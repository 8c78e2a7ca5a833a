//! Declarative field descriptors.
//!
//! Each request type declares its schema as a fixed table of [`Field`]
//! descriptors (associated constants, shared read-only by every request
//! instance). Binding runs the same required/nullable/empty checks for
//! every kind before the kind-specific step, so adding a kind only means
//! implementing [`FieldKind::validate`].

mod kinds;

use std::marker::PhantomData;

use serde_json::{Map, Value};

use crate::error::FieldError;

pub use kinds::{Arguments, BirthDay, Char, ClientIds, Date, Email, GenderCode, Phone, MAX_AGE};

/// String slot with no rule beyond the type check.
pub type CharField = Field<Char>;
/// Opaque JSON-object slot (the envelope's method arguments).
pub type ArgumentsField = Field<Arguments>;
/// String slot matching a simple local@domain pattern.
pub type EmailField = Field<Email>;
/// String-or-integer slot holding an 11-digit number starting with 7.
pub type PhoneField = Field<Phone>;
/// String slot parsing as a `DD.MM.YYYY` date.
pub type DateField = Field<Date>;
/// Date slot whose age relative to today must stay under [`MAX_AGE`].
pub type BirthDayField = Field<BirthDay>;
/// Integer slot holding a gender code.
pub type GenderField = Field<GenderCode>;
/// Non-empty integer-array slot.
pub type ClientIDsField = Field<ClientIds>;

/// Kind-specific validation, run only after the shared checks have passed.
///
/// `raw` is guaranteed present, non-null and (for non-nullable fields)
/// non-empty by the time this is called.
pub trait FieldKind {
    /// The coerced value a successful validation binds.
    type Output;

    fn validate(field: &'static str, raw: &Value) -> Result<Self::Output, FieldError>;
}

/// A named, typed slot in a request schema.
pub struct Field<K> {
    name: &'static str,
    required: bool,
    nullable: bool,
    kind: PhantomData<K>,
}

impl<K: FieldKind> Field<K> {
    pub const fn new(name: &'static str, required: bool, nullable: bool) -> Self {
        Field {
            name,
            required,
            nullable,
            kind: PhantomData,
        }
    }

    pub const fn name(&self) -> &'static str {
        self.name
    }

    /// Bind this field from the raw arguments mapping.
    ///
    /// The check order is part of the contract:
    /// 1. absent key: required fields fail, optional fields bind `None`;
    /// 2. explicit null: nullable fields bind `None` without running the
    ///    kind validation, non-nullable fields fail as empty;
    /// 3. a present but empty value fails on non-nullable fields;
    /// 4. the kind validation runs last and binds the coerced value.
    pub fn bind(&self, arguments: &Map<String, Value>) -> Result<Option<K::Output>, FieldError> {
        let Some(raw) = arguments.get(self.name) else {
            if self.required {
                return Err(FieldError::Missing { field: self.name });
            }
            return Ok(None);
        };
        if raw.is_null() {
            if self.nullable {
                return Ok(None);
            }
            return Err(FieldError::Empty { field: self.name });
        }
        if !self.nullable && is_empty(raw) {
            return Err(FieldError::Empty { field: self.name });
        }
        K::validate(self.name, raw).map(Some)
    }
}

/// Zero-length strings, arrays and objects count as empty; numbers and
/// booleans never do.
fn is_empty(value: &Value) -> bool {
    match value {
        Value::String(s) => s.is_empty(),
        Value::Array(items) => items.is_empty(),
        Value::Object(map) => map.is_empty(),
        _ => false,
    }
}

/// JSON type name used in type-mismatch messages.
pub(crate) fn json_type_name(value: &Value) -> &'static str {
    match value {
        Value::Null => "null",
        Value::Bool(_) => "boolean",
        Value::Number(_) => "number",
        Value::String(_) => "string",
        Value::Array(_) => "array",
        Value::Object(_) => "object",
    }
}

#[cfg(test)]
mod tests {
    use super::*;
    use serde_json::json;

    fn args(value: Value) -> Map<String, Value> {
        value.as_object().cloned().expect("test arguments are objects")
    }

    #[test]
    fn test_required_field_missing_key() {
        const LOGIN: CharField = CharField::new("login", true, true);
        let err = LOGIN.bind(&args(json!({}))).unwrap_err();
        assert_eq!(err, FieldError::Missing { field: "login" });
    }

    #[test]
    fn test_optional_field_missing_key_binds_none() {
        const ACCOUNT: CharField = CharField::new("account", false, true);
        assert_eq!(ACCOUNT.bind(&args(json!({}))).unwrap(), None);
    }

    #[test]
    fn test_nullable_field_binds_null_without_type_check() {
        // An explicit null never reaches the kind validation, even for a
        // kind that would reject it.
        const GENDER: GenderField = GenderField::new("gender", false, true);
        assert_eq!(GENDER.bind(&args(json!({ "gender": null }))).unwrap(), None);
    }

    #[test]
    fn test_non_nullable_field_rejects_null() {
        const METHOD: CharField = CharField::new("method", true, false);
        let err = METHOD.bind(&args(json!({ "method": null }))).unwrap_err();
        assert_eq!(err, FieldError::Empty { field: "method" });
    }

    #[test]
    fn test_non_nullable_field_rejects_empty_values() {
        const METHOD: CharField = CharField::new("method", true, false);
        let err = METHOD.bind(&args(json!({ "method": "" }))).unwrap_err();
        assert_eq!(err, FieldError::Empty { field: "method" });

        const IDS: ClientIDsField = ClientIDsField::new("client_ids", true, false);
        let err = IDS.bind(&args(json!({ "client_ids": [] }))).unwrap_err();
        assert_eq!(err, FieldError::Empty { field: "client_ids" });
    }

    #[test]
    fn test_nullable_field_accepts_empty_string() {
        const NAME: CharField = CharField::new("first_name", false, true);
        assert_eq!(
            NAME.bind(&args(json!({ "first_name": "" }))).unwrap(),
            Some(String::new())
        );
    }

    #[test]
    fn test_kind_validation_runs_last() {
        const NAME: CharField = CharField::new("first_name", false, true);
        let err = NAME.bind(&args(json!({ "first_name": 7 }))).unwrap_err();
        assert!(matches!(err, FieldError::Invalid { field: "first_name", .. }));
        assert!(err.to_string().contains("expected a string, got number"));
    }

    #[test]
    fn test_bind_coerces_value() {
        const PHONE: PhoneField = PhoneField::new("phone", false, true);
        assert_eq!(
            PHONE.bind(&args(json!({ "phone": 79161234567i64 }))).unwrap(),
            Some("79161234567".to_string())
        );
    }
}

★ ★ ★

The problem
Look over the records above and copy each line that includes the string "fields".

Response to the exercise
/// `raw` is guaranteed present, non-null and (for non-nullable fields)
    /// 1. absent key: required fields fail, optional fields bind `None`;
    /// 2. explicit null: nullable fields bind `None` without running the
    ///    kind validation, non-nullable fields fail as empty;
    /// 3. a present but empty value fails on non-nullable fields;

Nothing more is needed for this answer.